Prof Ram says that studies on the previous pandemics show that the second wave is the deadliest, and the third is smaller than the second. “In this wave there has been a drastic increase in the number of people infected, with many recoveries as well, so there is significant number that has developed immunity, with the presence of antibodies.”
On the third wave, Dr Jagat Ram said we may see it at the end of the year.
Underlining the importance of a robust vaccination programme to combat it, the director said, “If we are able to increase our vaccination process to cover people of all groups as fast and systematically as we can, I think we will be better prepared for the third wave.”
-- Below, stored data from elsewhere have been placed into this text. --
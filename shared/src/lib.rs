use chrono::{DateTime, Utc, NaiveDate};
use serde::{Deserialize, Serialize};
use rust_decimal::Decimal;

// ==================== Tenancy & Chart of Accounts ====================

#[cfg_attr(feature = "sqlx", derive(sqlx::FromRow))]
#[derive(Debug, Clone, Serialize, Deserialize)]
pub struct Company {
    pub id: i32,
    pub name: String,
    pub code: String,
    pub created_at: DateTime<Utc>,
}

#[cfg_attr(feature = "sqlx", derive(sqlx::FromRow))]
#[derive(Debug, Clone, Serialize, Deserialize)]
pub struct Account {
    pub id: i32,
    pub company_id: i32,
    pub code: String,
    pub name: String,
    pub account_type: String, // asset, liability, equity, revenue, expense
    pub balance: Decimal,
    pub is_active: bool,
    pub created_at: DateTime<Utc>,
}

impl Account {
    pub fn kind(&self) -> Option<AccountType> {
        AccountType::parse(&self.account_type)
    }
}

#[derive(Debug, Clone, Copy, PartialEq, Eq, Serialize, Deserialize)]
#[serde(rename_all = "lowercase")]
pub enum AccountType {
    Asset,
    Liability,
    Equity,
    Revenue,
    Expense,
}

#[derive(Debug, Clone, Copy, PartialEq, Eq)]
pub enum NormalBalance {
    Debit,
    Credit,
}

impl AccountType {
    pub fn as_str(&self) -> &'static str {
        match self {
            Self::Asset => "asset",
            Self::Liability => "liability",
            Self::Equity => "equity",
            Self::Revenue => "revenue",
            Self::Expense => "expense",
        }
    }

    pub fn parse(value: &str) -> Option<Self> {
        match value.trim().to_lowercase().as_str() {
            "asset" => Some(Self::Asset),
            "liability" => Some(Self::Liability),
            "equity" => Some(Self::Equity),
            "revenue" | "income" => Some(Self::Revenue),
            "expense" => Some(Self::Expense),
            _ => None,
        }
    }

    pub fn normal_balance(&self) -> NormalBalance {
        match self {
            Self::Asset | Self::Expense => NormalBalance::Debit,
            Self::Liability | Self::Equity | Self::Revenue => NormalBalance::Credit,
        }
    }

    /// Signed change to the cached account balance for one journal line.
    pub fn balance_delta(&self, debit: Decimal, credit: Decimal) -> Decimal {
        match self.normal_balance() {
            NormalBalance::Debit => debit - credit,
            NormalBalance::Credit => credit - debit,
        }
    }
}

// ==================== Orders ====================

#[cfg_attr(feature = "sqlx", derive(sqlx::FromRow))]
#[derive(Debug, Clone, Serialize, Deserialize)]
pub struct SalesOrder {
    pub id: i32,
    pub company_id: i32,
    pub order_number: String,
    pub customer_id: i32, // counterparty company
    pub order_date: NaiveDate,
    pub total: Decimal,
    pub status: String,
    pub created_at: DateTime<Utc>,
}

#[cfg_attr(feature = "sqlx", derive(sqlx::FromRow))]
#[derive(Debug, Clone, Serialize, Deserialize)]
pub struct SalesOrderItem {
    pub id: i32,
    pub sales_order_id: i32,
    pub product_id: Option<i32>,
    pub description: Option<String>,
    pub quantity: Decimal,
    pub unit_price: Decimal,
    pub total: Decimal,
}

#[cfg_attr(feature = "sqlx", derive(sqlx::FromRow))]
#[derive(Debug, Clone, Serialize, Deserialize)]
pub struct PurchaseOrder {
    pub id: i32,
    pub company_id: i32,
    pub order_number: String,
    pub vendor_id: i32, // counterparty company
    pub order_date: NaiveDate,
    pub total: Decimal,
    pub status: String,
    pub created_at: DateTime<Utc>,
}

#[cfg_attr(feature = "sqlx", derive(sqlx::FromRow))]
#[derive(Debug, Clone, Serialize, Deserialize)]
pub struct PurchaseOrderItem {
    pub id: i32,
    pub purchase_order_id: i32,
    pub product_id: Option<i32>,
    pub description: Option<String>,
    pub quantity: Decimal,
    pub unit_price: Decimal,
    pub total: Decimal,
}

// ==================== Billing Documents ====================

#[cfg_attr(feature = "sqlx", derive(sqlx::FromRow))]
#[derive(Debug, Clone, Serialize, Deserialize)]
pub struct Invoice {
    pub id: i32,
    pub company_id: i32,
    pub invoice_number: String,
    pub sales_order_id: Option<i32>,
    pub customer_id: i32,
    pub invoice_date: NaiveDate,
    pub due_date: NaiveDate,
    pub total: Decimal,
    pub amount_paid: Decimal,
    pub balance_due: Decimal,
    pub status: String,
    pub created_at: DateTime<Utc>,
    pub updated_at: Option<DateTime<Utc>>,
}

#[cfg_attr(feature = "sqlx", derive(sqlx::FromRow))]
#[derive(Debug, Clone, Serialize, Deserialize)]
pub struct InvoiceItem {
    pub id: i32,
    pub invoice_id: i32,
    pub product_id: Option<i32>,
    pub description: Option<String>,
    pub quantity: Decimal,
    pub unit_price: Decimal,
    pub total: Decimal,
}

#[cfg_attr(feature = "sqlx", derive(sqlx::FromRow))]
#[derive(Debug, Clone, Serialize, Deserialize)]
pub struct Bill {
    pub id: i32,
    pub company_id: i32,
    pub bill_number: String,
    pub purchase_order_id: Option<i32>,
    pub vendor_id: i32,
    pub reference_invoice_id: Option<i32>,
    pub bill_date: NaiveDate,
    pub due_date: NaiveDate,
    pub total: Decimal,
    pub amount_paid: Decimal,
    pub balance_due: Decimal,
    pub status: String,
    pub created_at: DateTime<Utc>,
    pub updated_at: Option<DateTime<Utc>>,
}

#[cfg_attr(feature = "sqlx", derive(sqlx::FromRow))]
#[derive(Debug, Clone, Serialize, Deserialize)]
pub struct BillItem {
    pub id: i32,
    pub bill_id: i32,
    pub product_id: Option<i32>,
    pub description: Option<String>,
    pub quantity: Decimal,
    pub unit_price: Decimal,
    pub total: Decimal,
}

/// Lifecycle of an invoice or bill. Only ever moves forward.
#[derive(Debug, Clone, Copy, PartialEq, Eq, PartialOrd, Ord, Serialize, Deserialize)]
pub enum DocumentStatus {
    Open,
    Partial,
    Paid,
}

impl DocumentStatus {
    pub fn as_str(&self) -> &'static str {
        match self {
            Self::Open => "Open",
            Self::Partial => "Partial",
            Self::Paid => "Paid",
        }
    }

    /// Accepts the labels older rows were written with ("Pending", "Partially Paid").
    pub fn parse(value: &str) -> Option<Self> {
        match value.trim().to_lowercase().as_str() {
            "open" | "pending" | "draft" => Some(Self::Open),
            "partial" | "partially paid" | "partially_paid" => Some(Self::Partial),
            "paid" | "completed" => Some(Self::Paid),
            _ => None,
        }
    }

    pub fn for_amounts(total: Decimal, amount_paid: Decimal) -> Self {
        if amount_paid >= total {
            Self::Paid
        } else if amount_paid > Decimal::ZERO {
            Self::Partial
        } else {
            Self::Open
        }
    }

    /// Never regresses: returns whichever of the two states is further along.
    pub fn advance(self, next: Self) -> Self {
        self.max(next)
    }
}

// ==================== Money Movement ====================

#[cfg_attr(feature = "sqlx", derive(sqlx::FromRow))]
#[derive(Debug, Clone, Serialize, Deserialize)]
pub struct Receipt {
    pub id: i32,
    pub company_id: i32,
    pub receipt_number: String,
    pub invoice_id: i32,
    pub customer_id: i32,
    pub amount: Decimal,
    pub payment_method: String,
    pub reference_number: Option<String>,
    pub payment_date: NaiveDate,
    pub description: Option<String>,
    pub journal_entry_id: Option<i32>,
    pub created_at: DateTime<Utc>,
}

#[cfg_attr(feature = "sqlx", derive(sqlx::FromRow))]
#[derive(Debug, Clone, Serialize, Deserialize)]
pub struct BillPayment {
    pub id: i32,
    pub company_id: i32,
    pub payment_number: String,
    pub bill_id: i32,
    pub vendor_id: i32,
    pub amount: Decimal,
    pub payment_method: String,
    pub reference_number: Option<String>,
    pub payment_date: NaiveDate,
    pub description: Option<String>,
    pub journal_entry_id: Option<i32>,
    pub created_at: DateTime<Utc>,
}

// ==================== General Ledger ====================

#[cfg_attr(feature = "sqlx", derive(sqlx::FromRow))]
#[derive(Debug, Clone, Serialize, Deserialize)]
pub struct JournalEntry {
    pub id: i32,
    pub company_id: i32,
    pub entry_number: String,
    pub entry_date: NaiveDate,
    pub reference: Option<String>,
    pub description: Option<String>,
    pub source_type: Option<String>,
    pub source_id: Option<i32>,
    pub total_debit: Decimal,
    pub total_credit: Decimal,
    pub created_at: DateTime<Utc>,
}

#[cfg_attr(feature = "sqlx", derive(sqlx::FromRow))]
#[derive(Debug, Clone, Serialize, Deserialize)]
pub struct JournalEntryItem {
    pub id: i32,
    pub journal_entry_id: i32,
    pub account_id: i32,
    pub debit: Decimal,
    pub credit: Decimal,
    pub description: Option<String>,
}

// ==================== Intercompany ====================

#[cfg_attr(feature = "sqlx", derive(sqlx::FromRow))]
#[derive(Debug, Clone, Serialize, Deserialize)]
pub struct IntercompanyTransaction {
    pub id: i32,
    pub source_company_id: i32,
    pub target_company_id: i32,
    pub sales_order_id: Option<i32>,
    pub purchase_order_id: Option<i32>,
    pub amount: Decimal,
    pub source_invoice_id: Option<i32>,
    pub target_bill_id: Option<i32>,
    pub source_receipt_id: Option<i32>,
    pub target_payment_id: Option<i32>,
    pub status: String,
    pub payment_status: String,
    pub transaction_date: NaiveDate,
    pub created_at: DateTime<Utc>,
    pub updated_at: Option<DateTime<Utc>>,
}

#[derive(Debug, Clone, Copy, PartialEq, Eq, Serialize, Deserialize)]
pub enum WorkflowStatus {
    Ordered,
    Invoiced,
    PartiallyPaid,
    Completed,
}

impl WorkflowStatus {
    pub fn label(&self) -> &'static str {
        match self {
            Self::Ordered => "Ordered (Pending Invoice)",
            Self::Invoiced => "Invoiced (Pending Payment)",
            Self::PartiallyPaid => "Partially Paid",
            Self::Completed => "Completed",
        }
    }
}

#[derive(Debug, Clone, Copy, PartialEq, Eq, Serialize, Deserialize)]
pub enum PaymentStatus {
    Unpaid,
    Partial,
    Paid,
}

impl PaymentStatus {
    pub fn as_str(&self) -> &'static str {
        match self {
            Self::Unpaid => "Unpaid",
            Self::Partial => "Partial",
            Self::Paid => "Paid",
        }
    }
}

impl From<DocumentStatus> for PaymentStatus {
    fn from(status: DocumentStatus) -> Self {
        match status {
            DocumentStatus::Open => Self::Unpaid,
            DocumentStatus::Partial => Self::Partial,
            DocumentStatus::Paid => Self::Paid,
        }
    }
}

// ==================== Adjustments ====================

#[cfg_attr(feature = "sqlx", derive(sqlx::FromRow))]
#[derive(Debug, Clone, Serialize, Deserialize)]
pub struct CreditNote {
    pub id: i32,
    pub company_id: i32,
    pub credit_note_number: String,
    pub customer_id: Option<i32>,
    pub invoice_id: Option<i32>,
    pub amount: Decimal,
    pub reason: Option<String>,
    pub credit_note_date: NaiveDate,
    pub status: String,
    pub journal_entry_id: Option<i32>,
    pub created_at: DateTime<Utc>,
}

#[cfg_attr(feature = "sqlx", derive(sqlx::FromRow))]
#[derive(Debug, Clone, Serialize, Deserialize)]
pub struct CreditNoteItem {
    pub id: i32,
    pub credit_note_id: i32,
    pub product_id: Option<i32>,
    pub quantity: Decimal,
    pub unit_price: Decimal,
    pub total_amount: Decimal,
    pub reason: Option<String>,
}

#[cfg_attr(feature = "sqlx", derive(sqlx::FromRow))]
#[derive(Debug, Clone, Serialize, Deserialize)]
pub struct DebitNote {
    pub id: i32,
    pub company_id: i32,
    pub debit_note_number: String,
    pub vendor_id: Option<i32>,
    pub bill_id: Option<i32>,
    pub amount: Decimal,
    pub reason: Option<String>,
    pub debit_note_date: NaiveDate,
    pub status: String,
    pub journal_entry_id: Option<i32>,
    pub created_at: DateTime<Utc>,
}

#[cfg_attr(feature = "sqlx", derive(sqlx::FromRow))]
#[derive(Debug, Clone, Serialize, Deserialize)]
pub struct DebitNoteItem {
    pub id: i32,
    pub debit_note_id: i32,
    pub product_id: Option<i32>,
    pub quantity: Decimal,
    pub unit_price: Decimal,
    pub total_amount: Decimal,
    pub reason: Option<String>,
}

#[cfg_attr(feature = "sqlx", derive(sqlx::FromRow))]
#[derive(Debug, Clone, Serialize, Deserialize)]
pub struct IntercompanyAdjustment {
    pub id: i32,
    pub adjustment_number: String,
    pub source_company_id: i32,
    pub target_company_id: i32,
    pub credit_note_id: i32,
    pub debit_note_id: i32,
    pub amount: Decimal,
    pub reason: Option<String>,
    pub adjustment_date: NaiveDate,
    pub status: String,
    pub created_at: DateTime<Utc>,
}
After two to three weeks of the second dose, we develop protection against the virus, so we can add this number to those who have been infected and hope for some partial herd immunity. But I must add that we cannot sit on natural immunity, it has to be supplemented by vaccination to protect our population,” added Prof. Ram.
Prof. Jagat Ram says that we cannot afford to take off our masks for at least one more year.
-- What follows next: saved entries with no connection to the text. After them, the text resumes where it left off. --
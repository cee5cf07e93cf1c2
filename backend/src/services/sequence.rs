//! Human-readable document numbering
//!
//! Numbers are `<PREFIX>-<companyId>-<seq>`; the next sequence is the
//! highest trailing number already issued for the company plus one. No lock
//! is taken here, the per-company unique indexes reject a colliding number.

use chrono::Utc;
use rand::Rng;
use sqlx::{Connection, PgConnection};

#[derive(Debug, Clone, Copy, PartialEq, Eq)]
pub enum DocumentKind {
    SalesOrder,
    PurchaseOrder,
    Invoice,
    Bill,
    Receipt,
    BillPayment,
    JournalEntry,
}

impl DocumentKind {
    pub fn prefix(&self) -> &'static str {
        match self {
            Self::SalesOrder => "SO",
            Self::PurchaseOrder => "PO",
            Self::Invoice => "INV",
            Self::Bill => "BILL",
            Self::Receipt => "RCPT",
            Self::BillPayment => "PAY",
            Self::JournalEntry => "JE",
        }
    }

    fn table(&self) -> &'static str {
        match self {
            Self::SalesOrder => "sales_orders",
            Self::PurchaseOrder => "purchase_orders",
            Self::Invoice => "invoices",
            Self::Bill => "bills",
            Self::Receipt => "receipts",
            Self::BillPayment => "bill_payments",
            Self::JournalEntry => "journal_entries",
        }
    }

    fn column(&self) -> &'static str {
        match self {
            Self::SalesOrder | Self::PurchaseOrder => "order_number",
            Self::Invoice => "invoice_number",
            Self::Bill => "bill_number",
            Self::Receipt => "receipt_number",
            Self::BillPayment => "payment_number",
            Self::JournalEntry => "entry_number",
        }
    }
}

/// Range used when the scan fails; far above anything a company issues by hand
const FALLBACK_RANGE: std::ops::RangeInclusive<i64> = 90_000..=99_999;

pub fn format_number(kind: DocumentKind, company_id: i32, sequence: i64) -> String {
    format!("{}-{}-{:04}", kind.prefix(), company_id, sequence)
}

/// Next sequence for `kind` within `company_id`.
///
/// The scan runs inside a savepoint so a failed query does not poison the
/// caller's transaction; on failure a random fallback is returned.
pub async fn next_sequence(conn: &mut PgConnection, kind: DocumentKind, company_id: i32) -> i64 {
    let sql = format!(
        "SELECT COALESCE(MAX(CAST(SUBSTRING({col} FROM '([0-9]+)$') AS BIGINT)), 0)
         FROM {table}
         WHERE company_id = $1",
        col = kind.column(),
        table = kind.table(),
    );

    let scanned: Result<i64, sqlx::Error> = async {
        let mut savepoint = conn.begin().await?;
        let max = sqlx::query_scalar::<_, i64>(&sql)
            .bind(company_id)
            .fetch_one(&mut *savepoint)
            .await;
        match max {
            Ok(max) => {
                savepoint.commit().await?;
                Ok(max)
            }
            Err(e) => {
                savepoint.rollback().await.ok();
                Err(e)
            }
        }
    }
    .await;

    match scanned {
        Ok(max) => max + 1,
        Err(e) => {
            let fallback = rand::thread_rng().gen_range(FALLBACK_RANGE);
            tracing::warn!(
                "Sequence scan for {} (company {}) failed, using fallback {}: {}",
                kind.prefix(), company_id, fallback, e
            );
            fallback
        }
    }
}

/// Next formatted document number for `kind` within `company_id`
pub async fn next_number(conn: &mut PgConnection, kind: DocumentKind, company_id: i32) -> String {
    let sequence = next_sequence(conn, kind, company_id).await;
    format_number(kind, company_id, sequence)
}

/// Timestamp-based numbers used by adjustment documents (`CN-17-1718000000000`)
pub fn timestamp_number(prefix: &str, company_id: i32) -> String {
    format!("{}-{}-{}", prefix, company_id, Utc::now().timestamp_millis())
}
“Covid appropriate behaviour has to become a part of our lives, for we are witnessing a very virulent second wave because we let our guard down.”
As for the long Covid we are witnessing in this wave. Prof Ram says that in 95 per cent of the cases, the symptoms are resolved in two weeks. It is only in three to five per cent of cases that it may persist longer. It is especially true of those who have weak lungs, respiratory issues, compromised kidneys, heart disease and diabetes.
“At this point, we need to work together to fight this second surge, and make sure that we are responsible for our behaviour and prevent the third wave by masking up and getting vaccinated.”